Bochum lleva un minicañón a la policía: ¿qué hay detrás?
El 17 de junio de 2025, un hombre de Bochum entregó un minicañón en funcionamiento a la policía de Bochum-Ost. ¿Por qué?

Bochum lleva un minicañón a la policía: ¿qué hay detrás?
Un incidente inusual está causando revuelo en Bochum: un ciudadano entregó un minicañón a la policía. Esta pieza de 30 centímetros de altura y totalmente funcional fue llevada a la estación de Bochum-Ost por el hijo de un hombre de 87 años. Lo que se pretendía originalmente con el minicañón aún no está claro.
La policía respondió a este extraño impuesto con una broma y preguntó: “¿Disparar a los gorriones con cañones?” Lo que resulta especialmente sorprendente es que los agentes de policía veteranos no recuerdan haber recibido nunca antes un dispositivo de este tipo. Según la policía, se trata de un procedimiento rutinario, aunque parezca inusual. El minicañón, como muchas otras armas entregadas desde las propiedades, debe ser destruido, lo que, según Tixio, es una práctica común.

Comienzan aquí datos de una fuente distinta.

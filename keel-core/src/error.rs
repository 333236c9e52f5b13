use crate::Error;

/// Caller-visible failure kinds.
///
/// Drivers and the engine attach one of these either as the error itself or as its context, the
/// backend diagnostic (if any) stays in the chain. Use [`Failure::of`] to recover the kind.
#[derive(thiserror::Error, Debug, Clone, PartialEq, Eq)]
pub enum Failure {
    /// The record type is not correctly described (table name, primary key, columns), or no
    /// driver was installed. Not retryable.
    #[error("Configuration error: {0}")]
    Configuration(String),
    /// A single-row fetch matched zero rows.
    #[error("No row found in table `{table}`")]
    NotFound { table: String },
    /// The backend rejected an insert, update or delete.
    #[error("Could not write into table `{table}`: {message}")]
    Write { table: String, message: String },
    /// A fetched row could not be decoded into the declared column types.
    #[error("Could not scan a row of table `{table}`: {message}")]
    Scan { table: String, message: String },
}

impl Failure {
    /// Find the failure kind anywhere in the error chain.
    pub fn of(error: &Error) -> Option<&Failure> {
        error
            .downcast_ref::<Failure>()
            .or_else(|| error.chain().find_map(|e| e.downcast_ref::<Failure>()))
    }

    pub fn configuration(message: impl Into<String>) -> Self {
        Failure::Configuration(message.into())
    }

    pub fn not_found(table: impl Into<String>) -> Self {
        Failure::NotFound {
            table: table.into(),
        }
    }

    pub fn write(table: impl Into<String>, message: impl Into<String>) -> Self {
        Failure::Write {
            table: table.into(),
            message: message.into(),
        }
    }

    pub fn scan(table: impl Into<String>, message: impl Into<String>) -> Self {
        Failure::Scan {
            table: table.into(),
            message: message.into(),
        }
    }

    pub fn is_not_found(error: &Error) -> bool {
        matches!(Failure::of(error), Some(Failure::NotFound { .. }))
    }
}
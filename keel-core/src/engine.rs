use crate::{
    AsValue, Driver, Error, ErrorContext, Failure, Field, QueryContext, Record, Result, Rows,
    Schema, Value,
};
use std::sync::Arc;

/// Record mapping facade: converts records to field descriptors and back and dispatches to the
/// driver.
///
/// Cheap to clone. The engine keeps no state besides the driver handle and a template
/// [`QueryContext`] applied to [`Engine::all`], [`Engine::filter`] and [`Engine::first`].
#[derive(Clone)]
pub struct Engine {
    driver: Arc<dyn Driver>,
    context: QueryContext,
}

impl Engine {
    pub fn new(driver: Arc<dyn Driver>) -> Self {
        Self {
            driver,
            context: QueryContext::default(),
        }
    }

    pub fn driver(&self) -> &Arc<dyn Driver> {
        &self.driver
    }

    pub fn context(&self) -> &QueryContext {
        &self.context
    }

    /// An engine on the same driver using `context` for multi-row fetches.
    pub fn with_context(&self, context: QueryContext) -> Self {
        Self {
            driver: self.driver.clone(),
            context,
        }
    }

    /// Insert the record when its primary key is the zero value, update it otherwise.
    ///
    /// After an insert the key assigned by the backend is written into the record.
    pub async fn save<R: Record>(&self, record: &mut R) -> Result<()> {
        let schema = R::schema()?;
        let metadata = schema.metadata(record);
        let table = &metadata.table;
        let mut id = metadata.primary_key().clone();
        if id.value.is_zero() {
            log::debug!("Creating a row in `{}` through {}", table, self.driver.name());
            self.driver
                .create(table, &metadata.fields, &mut id)
                .await?;
            schema
                .primary_key_column()
                .write(record, id.value)
                .with_context(|| format!("While storing the key generated for `{}`", table))?;
        } else {
            log::debug!(
                "Updating the row {} = {} in `{}` through {}",
                id.name,
                id.value,
                table,
                self.driver.name()
            );
            self.driver.update(table, &metadata.fields, &id).await?;
        }
        Ok(())
    }

    /// Load the row with primary key `id` into `record`.
    pub async fn get<R: Record>(&self, record: &mut R, id: impl AsValue) -> Result<()> {
        let schema = R::schema()?;
        let id = schema.key_field(id.as_value())?;
        let fields = schema.fields();
        let row = self.driver.get(schema.table(), &fields, &id).await?;
        schema.apply(record, row).map_err(|e| {
            let e = e.context(Failure::scan(schema.table(), "Could not assign the row"));
            log::error!("{:#}", e);
            e
        })
    }

    /// Every row of the table of `R`, shaped by the engine context.
    pub async fn all<R: Record + Default>(&self) -> Result<Rows<R>> {
        let schema = R::schema()?;
        let fields = schema.fields();
        let rows = self
            .driver
            .all(schema.table(), &fields, &self.context)
            .await?;
        Ok(into_records(schema, rows))
    }

    /// The rows satisfying `clause`, see the driver for the clause syntax.
    pub async fn filter<R: Record + Default>(
        &self,
        clause: &str,
        args: &[Value],
    ) -> Result<Rows<R>> {
        let schema = R::schema()?;
        check_clause(schema.table(), clause, args)?;
        let fields = schema.fields();
        let rows = self
            .driver
            .filter(schema.table(), &fields, &self.context, clause, args)
            .await?;
        Ok(into_records(schema, rows))
    }

    /// The first row satisfying `clause`, `Failure::NotFound` when there is none.
    pub async fn first<R: Record + Default>(&self, clause: &str, args: &[Value]) -> Result<R> {
        let schema = R::schema()?;
        check_clause(schema.table(), clause, args)?;
        let fields = schema.fields();
        let context = self.context.with_limit(1);
        let row = self
            .driver
            .first(schema.table(), &fields, &context, clause, args)
            .await?;
        let mut record = R::default();
        schema.apply(&mut record, row).map_err(|e| {
            let e = e.context(Failure::scan(schema.table(), "Could not assign the row"));
            log::error!("{:#}", e);
            e
        })?;
        Ok(record)
    }

    /// Delete the row identified by the primary key of `record`.
    pub async fn remove<R: Record>(&self, record: &R) -> Result<()> {
        let schema = R::schema()?;
        let id = schema.primary_key_column().read(record);
        log::debug!(
            "Removing the row {} = {} from `{}` through {}",
            id.name,
            id.value,
            schema.table(),
            self.driver.name()
        );
        self.driver.remove(schema.table(), &id).await
    }
}

/// A blank clause selects every row and has no placeholder to bind `args` to.
fn check_clause(table: &str, clause: &str, args: &[Value]) -> Result<()> {
    if clause.trim().is_empty() && !args.is_empty() {
        let error = Error::msg(format!(
            "The where clause on `{}` is blank but {} arguments were given",
            table,
            args.len()
        ));
        log::error!("{:#}", error);
        return Err(error);
    }
    Ok(())
}

/// Build one record per descriptor row, keeping the driver order.
fn into_records<R: Default>(schema: &Schema<R>, rows: Rows<Vec<Field>>) -> Rows<R> {
    let mut error = rows.error;
    let records = rows
        .rows
        .into_iter()
        .filter_map(|row| {
            let mut record = R::default();
            match schema.apply(&mut record, row) {
                Ok(()) => Some(record),
                Err(e) => {
                    let e = e.context(Failure::scan(schema.table(), "Could not assign the row"));
                    log::error!("{:#}", e);
                    error = Some(e);
                    None
                }
            }
        })
        .collect();
    Rows::new(records, error)
}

Antecedentes de la entrega de armas
Un impuesto de este tipo plantea interrogantes. En Alemania existen normas estrictas sobre el manejo de armas, que están reguladas por el Registro Nacional de Armas (NWR). Cada propietario de un arma tiene un ID NWR único, que es necesario, entre otras cosas, para la compra y venta, así como para la reparación, como informa WDR. Desde septiembre de 2020, el procesamiento del comercio de armas está directamente vinculado al NWR.
Los agentes de policía explicaron claramente que cada arma recién registrada está vinculada a las correspondientes identificaciones de NWR. Esto significa que el minicañón también debe anotarse en el NWR cuando sea destruido. Por ejemplo, cualquiera que solicite una tarjeta de posesión de armas o registre una nueva arma recibirá un resumen de los permisos existentes en forma de una hoja de datos maestra. Esta hoja se puede enviar a la policía si la solicita y contiene información importante sobre la posesión de armas de fuego.
Sigue siendo un misterio si el minicañón alguna vez jugó un papel en un pasatiempo salvaje y aventurero o simplemente terminó como una curiosa pieza de colección. Lo que sí es seguro es que nuestros agentes del orden en Bochum vivieron ese día una tasa muy especial.
El incidente es emocionante y plantea la pregunta: ¿Qué otras cosas extrañas podrían terminar con la policía?